2016-06-30
One of the most beloved elements of the Passover seder is the song "Dayenu"--"It would have been sufficient." Recently, the liturgy and format of the Passover Haggadah--the book containing the rituals of the seder and the narrative of the Exodus from Egypt--have been adapted for a variety of causes. The following is a comparison of how "Dayenu" is used in a number of those adaptations:

Traditional Holocaust Survivor Feminist
"Evolving Consciousness" Mideast Peace
"Gates of Freedom" Tibetan Freedom
Twelve Step Programs

Traditional Haggadah

How many levels of favors has the Omnipresent One bestowed upon us:

If He had brought us out from Egypt, and had not carried out judgments against them--Dayenu, it would have sufficed us!

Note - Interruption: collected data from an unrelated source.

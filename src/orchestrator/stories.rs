//! The story loop.
//!
//! Drives Development → Review → Fix for each story produced by the
//! Analysis phase. Stories run strictly sequentially — later stories may
//! depend on earlier file changes — and each one starts from a workspace
//! checkpoint so a rejected story's changes can be discarded without
//! corrupting the stories already kept.

use std::sync::Arc;

use crate::events::TaskEvent;
use crate::external::{Checkpoint, RealtimeChannel, SourceControl};
use crate::orchestrator::{ExecutionContext, StoryCursor};
use crate::phase::{PhaseExecutor, PhaseRole};
use crate::pipeline::Pipeline;
use crate::story::{ReviewAssessment, Story, StoryResult, StoryStatus, Verdict};

pub(crate) async fn run_story_loop(
    executor: &PhaseExecutor,
    scm: &Arc<dyn SourceControl>,
    channel: &Arc<dyn RealtimeChannel>,
    pipeline: &Pipeline,
    ctx: &mut ExecutionContext,
) -> Vec<StoryResult> {
    // The caller guarantees a Development phase exists before entering.
    let development = Arc::clone(
        pipeline
            .find_role(PhaseRole::Development)
            .expect("story loop requires a Development phase"),
    );
    let judge = pipeline.find_role(PhaseRole::Review).cloned();
    let fixer = pipeline.find_role(PhaseRole::Fix).cloned();

    let stories = ctx.vars.stories.clone();
    let total = stories.len();
    let task_id = ctx.task.id.clone();
    let mut results = Vec::with_capacity(total);

    for (index, mut story) in stories.into_iter().enumerate() {
        if ctx.is_cancelled() {
            results.push(StoryResult::failed(&story, "Task cancelled"));
            break;
        }

        story.status = StoryStatus::InProgress;
        channel.to_task(
            &task_id,
            TaskEvent::StoryStarted {
                task_id: task_id.clone(),
                story_id: story.id.clone(),
                index,
                total,
            },
        );
        tracing::info!(task_id = %task_id, story = %story.title, index, total, "Story started");

        // Snapshot before touching the workspace; serialized with the
        // loop itself, so checkpoint operations never overlap.
        let checkpoint = take_checkpoint(scm, ctx).await;

        ctx.vars.current_story = Some(StoryCursor {
            story: story.clone(),
            index,
            total,
        });
        ctx.vars.review = None;

        // Development. A failure fails this story only; the loop moves on.
        let dev_result = executor.run(development.as_ref(), ctx).await;
        ctx.record_result(development.name(), dev_result.clone());
        if !dev_result.success {
            let error = dev_result
                .error
                .clone()
                .unwrap_or_else(|| "Development failed".to_string());
            story.status = StoryStatus::Failed;
            restore_checkpoint(scm, ctx, checkpoint).await;
            finish_story(channel, &task_id, &story, false);
            let mut result = StoryResult::failed(&story, &error);
            result.development = Some(dev_result);
            results.push(result);
            continue;
        }

        // Review.
        let mut assessment: Option<ReviewAssessment> = None;
        let mut review_result = None;
        if let Some(judge) = &judge {
            let result = executor.run(judge.as_ref(), ctx).await;
            ctx.record_result(judge.name(), result.clone());
            if !result.success {
                let error = result
                    .error
                    .clone()
                    .unwrap_or_else(|| "Review failed".to_string());
                story.status = StoryStatus::Failed;
                restore_checkpoint(scm, ctx, checkpoint).await;
                finish_story(channel, &task_id, &story, false);
                let mut story_result = StoryResult::failed(&story, &error);
                story_result.development = Some(dev_result);
                story_result.review = Some(result);
                results.push(story_result);
                continue;
            }
            match serde_json::from_value::<ReviewAssessment>(result.output.clone()) {
                Ok(parsed) => {
                    story.verdict = Some(parsed.verdict);
                    ctx.vars.review = Some(parsed.clone());
                    assessment = Some(parsed);
                }
                Err(e) => {
                    tracing::warn!(task_id = %task_id, story = %story.title, error = %e,
                        "Review result did not carry a parseable assessment");
                }
            }
            review_result = Some(result);
        }

        // Fix, when the verdict calls for it. A successful fix upgrades
        // the verdict to approved without a second review pass.
        let mut fix_result = None;
        if let (Some(found), Some(fixer)) = (&assessment, &fixer)
            && found.verdict != Verdict::Approved
            && !found.issues.is_empty()
        {
            if let Some(cursor) = &mut ctx.vars.current_story {
                cursor.story.verdict = story.verdict;
            }
            let result = executor.run(fixer.as_ref(), ctx).await;
            ctx.record_result(fixer.name(), result.clone());
            if result.success {
                story.verdict = Some(Verdict::Approved);
            }
            fix_result = Some(result);
        }

        // A story rejected outright loses its changes; anything else
        // keeps them for the stories that follow.
        if story.verdict == Some(Verdict::Rejected) {
            restore_checkpoint(scm, ctx, checkpoint).await;
        } else {
            discard_checkpoint(scm, checkpoint).await;
        }

        story.status = StoryStatus::Completed;
        finish_story(channel, &task_id, &story, true);
        results.push(StoryResult {
            story_id: story.id.clone(),
            title: story.title.clone(),
            success: true,
            final_verdict: story.verdict,
            assessment,
            development: Some(dev_result),
            review: review_result,
            fix: fix_result,
            error: None,
        });
    }

    ctx.vars.current_story = None;
    ctx.vars.review = None;
    results
}

async fn take_checkpoint(
    scm: &Arc<dyn SourceControl>,
    ctx: &ExecutionContext,
) -> Option<Checkpoint> {
    match scm.checkpoint(&ctx.workspace).await {
        Ok(checkpoint) => Some(checkpoint),
        Err(e) => {
            tracing::warn!(task_id = %ctx.task.id, error = %format!("{:#}", e),
                "Checkpoint failed; story will run without rollback");
            None
        }
    }
}

async fn restore_checkpoint(
    scm: &Arc<dyn SourceControl>,
    ctx: &ExecutionContext,
    checkpoint: Option<Checkpoint>,
) {
    let Some(checkpoint) = checkpoint else { return };
    if let Err(e) = scm.restore(&ctx.workspace, &checkpoint).await {
        tracing::warn!(task_id = %ctx.task.id, checkpoint = %checkpoint.id,
            error = %format!("{:#}", e), "Checkpoint restore failed");
    }
}

async fn discard_checkpoint(scm: &Arc<dyn SourceControl>, checkpoint: Option<Checkpoint>) {
    let Some(checkpoint) = checkpoint else { return };
    if let Err(e) = scm.discard(&checkpoint).await {
        tracing::warn!(checkpoint = %checkpoint.id, error = %format!("{:#}", e),
            "Checkpoint discard failed");
    }
}

fn finish_story(
    channel: &Arc<dyn RealtimeChannel>,
    task_id: &str,
    story: &Story,
    success: bool,
) {
    channel.to_task(
        task_id,
        TaskEvent::StoryCompleted {
            task_id: task_id.to_string(),
            story_id: story.id.clone(),
            success,
            verdict: story.verdict,
        },
    );
    tracing::info!(
        task_id,
        story = %story.title,
        success,
        verdict = story.verdict.map(|v| v.as_str()).unwrap_or("none"),
        "Story finished"
    );
}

If He had carried out judgments against them, and not against their idols--Dayenu, it would have sufficed us!
If He had destroyed their idols, and had not smitten their firstborn--Dayenu, it would have sufficed us!
If He had smitten their firstborn, and had not given us their wealth--Dayenu, it would have sufficed us!
If He had given us their wealth, and had not split the sea for us--Dayenu, it would have sufficed us!
If He had split the sea for us, and had not taken us through it on dry land--Dayenu, it would have sufficed us!
If He had taken us through the sea on dry land, and had not drowned our oppressors in it--Dayenu, it would have sufficed us!
If He had drowned our oppressors in it, and had not supplied our needs in the desert for 40 years--Dayenu, it would have sufficed us!
If He had supplied our needs in the desert for 40 years, and had not fed us the manna--Dayenu, it would have sufficed us!
If He had fed us the manna, and had not given us the Shabbat--Dayenu, it would have sufficed us!
If He had given us the Shabbat, and had not brought us before Mount Sinai--Dayenu, it would have sufficed us!
If He had brought us before Mount Sinai, and had not given us the Torah--Dayenu, it would have sufficed us!
If He had given us the Torah, and had not brought us into the land of Israel--Dayenu, it would have sufficed us!
If He had brought us into the land of Israel, and had not built for us the Beit Habechirah (Chosen House; the Beit Hamikdash)--Dayenu, it would have sufficed us!

Read, download, or print this entire Haggadah.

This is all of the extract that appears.